If it hadn’t been for the fact that Molly was her ride, she probably would have ran then and there. Maybe she should have and saved them the rest of it.

By this time drinking was less of a thing Beau did to party and more of a thing she did to float through each day. She must have realized at some point that nobody noticed the difference whether she was sober or not so she might as well choose not and feel a little less pain.

Molly blasts out their demo to anyone who is even remotely connected to music in LA until a club offers them a standing set every Saturday night. They get paid in live show experience and free drinks. Beau figures her money goes to booze anyway so why not. But she doesn’t get what the fuck they’re actually doing until one day she looks across the stage at Molly tearing into a lick as he presses his lips close to the microphone and practically purrs the lyrics. Yasha has her eyes closed and looks more at peace than Beau’s ever seen. Cad too, blissed out on the rhythm of their own creation.

Jester’s eyes flutter between lidded and bright wide eyed glee as she exuberantly plucks at her synth keyboard. In the moment when her eyes turn into barely there slits Beau thinks back to the night before. Beau went out to the balcony of their apartment and cast CHVRCHES onto the bluetooth speaker they kept out there. She’s in a mood and she’s not entirely sure why but she just wants to not be. There’s something about synth when her heart feels cold, she can’t explain it. It’s a feeling down in her bones.

Beau pulls out the pre-roll from her pocket. It took a few tries but she finally got it lit and the red glow of the cherry fills the small space in front of her face. She sits there for moments that seem like chasms of time before she hears the creak of the sliding door.

“Hey.”

Jester pulls her big old woman cardigan tighter around her body and for the first time Beau notices the shape of her hips. She takes a long drag and purposefully blows the smoke away from Jester. “It’s always a beautiful night in LA.” Jester leans back against the railing blocking Beau’s view of the city. “Have you ever noticed that?”

Beau wishes she could say yes but she doesn’t see the beauty like Jester does. Even in the short time they’ve been on this weird ride, Beau knows that. However she stumbled into their grasp, Beau’s always known she doesn’t really belong there. Jester’s the best of them.

“I grew up by the beach,” Jester continues like Beau isn’t an idiot who can never do the right thing. “I don’t think I could ever leave the ocean, not really.”

“What are you, a mermaid?” Beau blurts out and immediately takes another hit to cover her embarrassment.

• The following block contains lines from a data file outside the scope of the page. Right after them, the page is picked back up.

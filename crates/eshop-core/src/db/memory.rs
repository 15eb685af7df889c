//! In-process seed store used for dry runs and tests.
//!
//! Mirrors the constraints of the Postgres schema that matter to seeding:
//! unique keys, foreign keys and `TRUNCATE ... CASCADE` semantics.

use std::collections::BTreeSet;
use std::sync::Arc;

use async_trait::async_trait;
use tokio::sync::Mutex;
use uuid::Uuid;

use super::{
    BrandRecord, CartRecord, CategoryRecord, EntityKind, NewBrand, NewCategory, NewProduct,
    NewStore, NewTag, NewUser, ProductRecord, SeedStore, SeedTransaction, StoreRecord,
    TagRecord, UserRecord,
};
use crate::error::RepositoryError;

#[derive(Debug, Clone, Default)]
pub struct MemoryTables {
    pub users: Vec<UserRecord>,
    pub categories: Vec<CategoryRecord>,
    pub brands: Vec<BrandRecord>,
    pub tags: Vec<TagRecord>,
    pub stores: Vec<StoreRecord>,
    pub products: Vec<ProductRecord>,
    pub product_tags: Vec<(Uuid, Uuid)>,
    pub carts: Vec<CartRecord>,
}

impl MemoryTables {
    pub fn count(&self, kind: EntityKind) -> usize {
        match kind {
            EntityKind::Users => self.users.len(),
            EntityKind::Categories => self.categories.len(),
            EntityKind::Brands => self.brands.len(),
            EntityKind::Tags => self.tags.len(),
            EntityKind::Stores => self.stores.len(),
            EntityKind::Products => self.products.len(),
            EntityKind::Carts => self.carts.len(),
        }
    }

    fn clear(&mut self, kind: EntityKind) {
        match kind {
            EntityKind::Users => self.users.clear(),
            EntityKind::Categories => self.categories.clear(),
            EntityKind::Brands => self.brands.clear(),
            EntityKind::Tags => {
                self.tags.clear();
                self.product_tags.clear();
            }
            EntityKind::Stores => self.stores.clear(),
            EntityKind::Products => {
                self.products.clear();
                self.product_tags.clear();
            }
            EntityKind::Carts => self.carts.clear(),
        }
    }

    fn truncate_cascade(&mut self, kind: EntityKind) {
        let mut pending = vec![kind];
        let mut seen = BTreeSet::new();
        while let Some(next) = pending.pop() {
            if !seen.insert(next) {
                continue;
            }
            self.clear(next);
            pending.extend_from_slice(next.referenced_by());
        }
    }

    fn require(&self, kind: EntityKind, target: EntityKind, id: Uuid) -> Result<(), RepositoryError> {
        let exists = match target {
            EntityKind::Users => self.users.iter().any(|r| r.id == id),
            EntityKind::Categories => self.categories.iter().any(|r| r.id == id),
            EntityKind::Brands => self.brands.iter().any(|r| r.id == id),
            EntityKind::Tags => self.tags.iter().any(|r| r.id == id),
            EntityKind::Stores => self.stores.iter().any(|r| r.id == id),
            EntityKind::Products => self.products.iter().any(|r| r.id == id),
            EntityKind::Carts => self.carts.iter().any(|r| r.id == id),
        };
        if exists {
            Ok(())
        } else {
            Err(RepositoryError::ForeignKey { kind, target, id })
        }
    }
}

fn unique(kind: EntityKind, taken: bool, key: &str) -> Result<(), RepositoryError> {
    if taken {
        Err(RepositoryError::Duplicate {
            kind,
            key: key.to_string(),
        })
    } else {
        Ok(())
    }
}

/// Shared handle; clones see the same committed tables.
#[derive(Debug, Clone, Default)]
pub struct MemorySeedStore {
    tables: Arc<Mutex<MemoryTables>>,
}

impl MemorySeedStore {
    pub fn new() -> Self {
        Self::default()
    }

    /// Copy of the committed state.
    pub async fn snapshot(&self) -> MemoryTables {
        self.tables.lock().await.clone()
    }
}

#[async_trait]
impl SeedStore for MemorySeedStore {
    async fn count(&self, kind: EntityKind) -> Result<i64, RepositoryError> {
        Ok(self.tables.lock().await.count(kind) as i64)
    }

    async fn begin(&self) -> Result<Box<dyn SeedTransaction>, RepositoryError> {
        let working = self.tables.lock().await.clone();
        Ok(Box::new(MemorySeedTransaction {
            committed: Arc::clone(&self.tables),
            working,
        }))
    }
}

pub struct MemorySeedTransaction {
    committed: Arc<Mutex<MemoryTables>>,
    working: MemoryTables,
}

#[async_trait]
impl SeedTransaction for MemorySeedTransaction {
    async fn delete_all(&mut self, kind: EntityKind) -> Result<(), RepositoryError> {
        self.working.truncate_cascade(kind);
        Ok(())
    }

    async fn load_users(&mut self) -> Result<Vec<UserRecord>, RepositoryError> {
        let mut users = self.working.users.clone();
        users.sort_by(|a, b| a.username.cmp(&b.username));
        Ok(users)
    }

    async fn insert_user(&mut self, user: &NewUser) -> Result<UserRecord, RepositoryError> {
        let tables = &mut self.working;
        unique(
            EntityKind::Users,
            tables.users.iter().any(|u| u.username == user.username),
            &user.username,
        )?;
        if let Some(email) = &user.email {
            unique(
                EntityKind::Users,
                tables.users.iter().any(|u| u.email.as_ref() == Some(email)),
                email,
            )?;
        }

        let record = UserRecord {
            id: Uuid::new_v4(),
            username: user.username.clone(),
            email: user.email.clone(),
            role: user.role,
            seller_type: user.seller_type,
        };
        tables.users.push(record.clone());
        Ok(record)
    }

    async fn insert_category(
        &mut self,
        category: &NewCategory,
    ) -> Result<CategoryRecord, RepositoryError> {
        let tables = &mut self.working;
        unique(
            EntityKind::Categories,
            tables.categories.iter().any(|c| c.slug == category.slug),
            &category.slug,
        )?;
        if let Some(parent_id) = category.parent_id {
            tables.require(EntityKind::Categories, EntityKind::Categories, parent_id)?;
        }

        let record = CategoryRecord {
            id: Uuid::new_v4(),
            name: category.name.clone(),
            description: category.description.clone(),
            image_url: category.image_url.clone(),
            slug: category.slug.clone(),
            path: category.path.clone(),
            depth: category.depth,
            display_order: category.display_order,
            parent_id: category.parent_id,
        };
        tables.categories.push(record.clone());
        Ok(record)
    }

    async fn insert_brand(&mut self, brand: &NewBrand) -> Result<BrandRecord, RepositoryError> {
        let tables = &mut self.working;
        unique(
            EntityKind::Brands,
            tables.brands.iter().any(|b| b.name == brand.name),
            &brand.name,
        )?;

        let record = BrandRecord {
            id: Uuid::new_v4(),
            name: brand.name.clone(),
        };
        tables.brands.push(record.clone());
        Ok(record)
    }

    async fn insert_tag(&mut self, tag: &NewTag) -> Result<TagRecord, RepositoryError> {
        let tables = &mut self.working;
        unique(
            EntityKind::Tags,
            tables.tags.iter().any(|t| t.name == tag.name),
            &tag.name,
        )?;

        let record = TagRecord {
            id: Uuid::new_v4(),
            name: tag.name.clone(),
        };
        tables.tags.push(record.clone());
        Ok(record)
    }

    async fn insert_store(&mut self, store: &NewStore) -> Result<StoreRecord, RepositoryError> {
        let tables = &mut self.working;
        unique(
            EntityKind::Stores,
            tables.stores.iter().any(|s| s.name == store.name),
            &store.name,
        )?;
        tables.require(EntityKind::Stores, EntityKind::Users, store.seller_id)?;

        let record = StoreRecord {
            id: Uuid::new_v4(),
            name: store.name.clone(),
            seller_id: store.seller_id,
        };
        tables.stores.push(record.clone());
        Ok(record)
    }

    async fn insert_product(
        &mut self,
        product: &NewProduct,
    ) -> Result<ProductRecord, RepositoryError> {
        let tables = &mut self.working;
        unique(
            EntityKind::Products,
            tables.products.iter().any(|p| p.sku == product.sku),
            &product.sku,
        )?;
        tables.require(EntityKind::Products, EntityKind::Categories, product.category_id)?;
        tables.require(EntityKind::Products, EntityKind::Stores, product.store_id)?;
        if let Some(brand_id) = product.brand_id {
            tables.require(EntityKind::Products, EntityKind::Brands, brand_id)?;
        }
        for tag_id in &product.tag_ids {
            tables.require(EntityKind::Products, EntityKind::Tags, *tag_id)?;
        }

        let record = ProductRecord {
            id: Uuid::new_v4(),
            name: product.name.clone(),
            sku: product.sku.clone(),
            category_id: product.category_id,
            store_id: product.store_id,
            brand_id: product.brand_id,
        };
        for tag_id in &product.tag_ids {
            if !tables.product_tags.contains(&(record.id, *tag_id)) {
                tables.product_tags.push((record.id, *tag_id));
            }
        }
        tables.products.push(record.clone());
        Ok(record)
    }

    async fn insert_cart(&mut self, user_id: Uuid) -> Result<CartRecord, RepositoryError> {
        let tables = &mut self.working;
        tables.require(EntityKind::Carts, EntityKind::Users, user_id)?;
        unique(
            EntityKind::Carts,
            tables.carts.iter().any(|c| c.user_id == user_id),
            &user_id.to_string(),
        )?;

        let record = CartRecord {
            id: Uuid::new_v4(),
            user_id,
        };
        tables.carts.push(record.clone());
        Ok(record)
    }

    async fn commit(self: Box<Self>) -> Result<(), RepositoryError> {
        let this = *self;
        *this.committed.lock().await = this.working;
        Ok(())
    }

    async fn rollback(self: Box<Self>) -> Result<(), RepositoryError> {
        Ok(())
    }
}

#[cfg(test)]
mod tests {
    use super::*;
    use crate::seed::model::UserRole;

    fn new_user(username: &str) -> NewUser {
        NewUser {
            username: username.to_string(),
            email: Some(format!("{username}@example.com")),
            password_hash: "hash".into(),
            first_name: None,
            last_name: None,
            phone: None,
            address: None,
            role: UserRole::Seller,
            seller_type: None,
        }
    }

    #[tokio::test]
    async fn uncommitted_writes_are_invisible() {
        let store = MemorySeedStore::new();
        let mut tx = store.begin().await.expect("begin");
        tx.insert_user(&new_user("retail1")).await.expect("insert");
        assert_eq!(store.count(EntityKind::Users).await.expect("count"), 0);

        tx.rollback().await.expect("rollback");
        assert_eq!(store.count(EntityKind::Users).await.expect("count"), 0);
    }

    #[tokio::test]
    async fn truncating_users_cascades_to_stores() {
        let store = MemorySeedStore::new();
        let mut tx = store.begin().await.expect("begin");
        let seller = tx.insert_user(&new_user("retail1")).await.expect("insert");
        tx.insert_store(&NewStore {
            name: "Tech Retail Store".into(),
            seller_id: seller.id,
            description: None,
            seller_type: None,
            address: None,
            phone: None,
            email: None,
            logo_url: None,
        })
        .await
        .expect("store");
        tx.commit().await.expect("commit");

        let mut tx = store.begin().await.expect("begin");
        tx.delete_all(EntityKind::Users).await.expect("truncate");
        tx.commit().await.expect("commit");

        let tables = store.snapshot().await;
        assert!(tables.users.is_empty());
        assert!(tables.stores.is_empty());
    }

    #[tokio::test]
    async fn store_requires_existing_seller() {
        let store = MemorySeedStore::new();
        let mut tx = store.begin().await.expect("begin");
        let err = tx
            .insert_store(&NewStore {
                name: "Orphan".into(),
                seller_id: Uuid::new_v4(),
                description: None,
                seller_type: None,
                address: None,
                phone: None,
                email: None,
                logo_url: None,
            })
            .await
            .expect_err("missing seller must be rejected");
        assert!(matches!(err, RepositoryError::ForeignKey { .. }));
    }

    #[tokio::test]
    async fn duplicate_username_is_rejected() {
        let store = MemorySeedStore::new();
        let mut tx = store.begin().await.expect("begin");
        tx.insert_user(&new_user("admin")).await.expect("first");
        let err = tx
            .insert_user(&new_user("admin"))
            .await
            .expect_err("duplicate username");
        assert!(matches!(err, RepositoryError::Duplicate { .. }));
    }
}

Jester only smiles and looks over her right shoulder at the city. “Something like that.”

“I mean, you do deal exclusively in scales.” Beau tries to salvage the terrible pun by making a snare drum sound with her mouth and finishing it off with a discordant fake cymbal. She pushes herself halfway out of the chair. “I’ll see myself out.”

A soft hand lands on Beau’s arm and squeezes lightly as it gently pushes her down in the chair. “Don’t go,” She swipes her thumb briefly against Beau’s forearm and the shockwave resonates to the core of Beau’s physical existence. Jester nods towards the speaker. “This is my favorite one.”

“It’s not even their song, it’s a cover.”   
  


“Just because it’s a cover doesn’t mean it’s not their song,” Jester points to her ears. “Listen. You’ll hear it.”

Beau closes her eyes and lets the sound fall in waves over her. She can feel Jester watching her and it forces her to close her eyes even tighter. Music, really experiencing music with someone else is this singular experience. There’s sex, there’s love, and then there’s art.

“I’m sorry to interrupt, it’s just that I’m constantly on the cusp of trying...to kiss you,” Jester starts to sing under her breath. Beau tries not to notice. “And I don’t know if you, feel the same as I do.” It’s so quiet that it’s clearly not meant for Beau, this isn’t for her. This is something for Jester and Beau wants to know why.

Back on the stage Jester’s eyes flicker open and catches Beau’s.

***

The next morning the sun doesn’t come up in Los Angeles. And why would it? A world without Molly in it doesn’t deserve the sun anyway.

***

The balcony becomes their place. Beau and Molly have the bar where they first met, Beau and Jester have CHVRCHES and the balcony.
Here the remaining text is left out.